_DIRECTIONS FOR THIS TASK_
The required output is a word-for-word restatement of the material below, from the line with "let Ok(field) = key.parse::<Field>()" through its last line, inclusive.

_SUPPLIED RECORDS_
//! Parsing the remote model's reply.
//!
//! Models wrap their JSON in commentary or markdown fences. The first
//! top-level `{...}` object is located by brace matching (string-aware), parsed
//! into an untyped map, and only then converted field by field.

use serde_json::{Map, Value};
use thiserror::Error;

use super::rules::Rules;
use crate::identity::Field;

#[derive(Debug, Error, PartialEq, Eq)]
pub enum ReplyError {
  #[error("no JSON object found in fallback reply")]
  NoObject,
  #[error("fallback reply is not valid JSON: {0}")]
  InvalidJson(String),
}

/// Return the first balanced top-level JSON object in `reply`.
pub fn find_json_object(reply: &str) -> Option<&str> {
  let start = reply.find('{')?;
  let mut depth = 0usize;
  let mut in_string = false;
  let mut escaped = false;

  for (offset, ch) in reply[start..].char_indices() {
    if in_string {
      match ch {
        _ if escaped => escaped = false,
        '\\' => escaped = true,
        '"' => in_string = false,
        _ => {}
      }
      continue;
    }
    match ch {
      '"' => in_string = true,
      '{' => depth += 1,
      '}' => {
        depth -= 1;
        if depth == 0 {
          return Some(&reply[start..=start + offset]);
        }
      }
      _ => {}
    }
  }
  None
}

/// Parse the reply into an untyped JSON object.
pub fn parse_reply(reply: &str) -> Result<Map<String, Value>, ReplyError> {
  let object = find_json_object(reply).ok_or(ReplyError::NoObject)?;
  match serde_json::from_str::<Value>(object) {
    Ok(Value::Object(map)) => Ok(map),
    Ok(_) => Err(ReplyError::NoObject),
    Err(e) => Err(ReplyError::InvalidJson(e.to_string())),
  }
}

/// The outcome of validating one reply.
#[derive(Debug, Default)]
pub(crate) struct Candidates {
  pub accepted: Vec<(Field, String)>,
  /// Keys that named a field but whose value failed validation.
  pub rejected: Vec<Field>,
  /// Keys that named no known field.
  pub unknown:  Vec<String>,
}

/// Validate every value in `map` through the same normalizers the patterns
/// use. `wanted` restricts which fields may be accepted.
pub(crate) fn candidates(
  rules: &Rules,
  map: &Map<String, Value>,
  wanted: &[Field],
) -> Candidates {
  let mut out = Candidates::default();
  for (key, value) in map {
    let Ok(field) = key.parse::<Field>() else {
      out.unknown.push(key.clone());
      continue;
    };
    if !wanted.contains(&field) {
      continue;
    }
    let raw = match value {
      Value::Null => continue,
      Value::String(s) if s.trim().is_empty() => continue,
      Value::String(s) => s.clone(),
      Value::Number(n) => n.to_string(),
      _ => {
        out.rejected.push(field);
        continue;
      }
    };
    match rules.normalize_value(field, &raw) {
      Some(v) => out.accepted.push((field, v)),
      None => out.rejected.push(field),
    }
  }
  out
}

_TASK SOLUTION_
    let Ok(field) = key.parse::<Field>() else {
      out.unknown.push(key.clone());
      continue;
    };
    if !wanted.contains(&field) {
      continue;
    }
    let raw = match value {
      Value::Null => continue,
      Value::String(s) if s.trim().is_empty() => continue,
      Value::String(s) => s.clone(),
      Value::Number(n) => n.to_string(),
      _ => {
        out.rejected.push(field);
        continue;
      }
    };
    match rules.normalize_value(field, &raw) {
      Some(v) => out.accepted.push((field, v)),
      None => out.rejected.push(field),
    }
  }
  out
}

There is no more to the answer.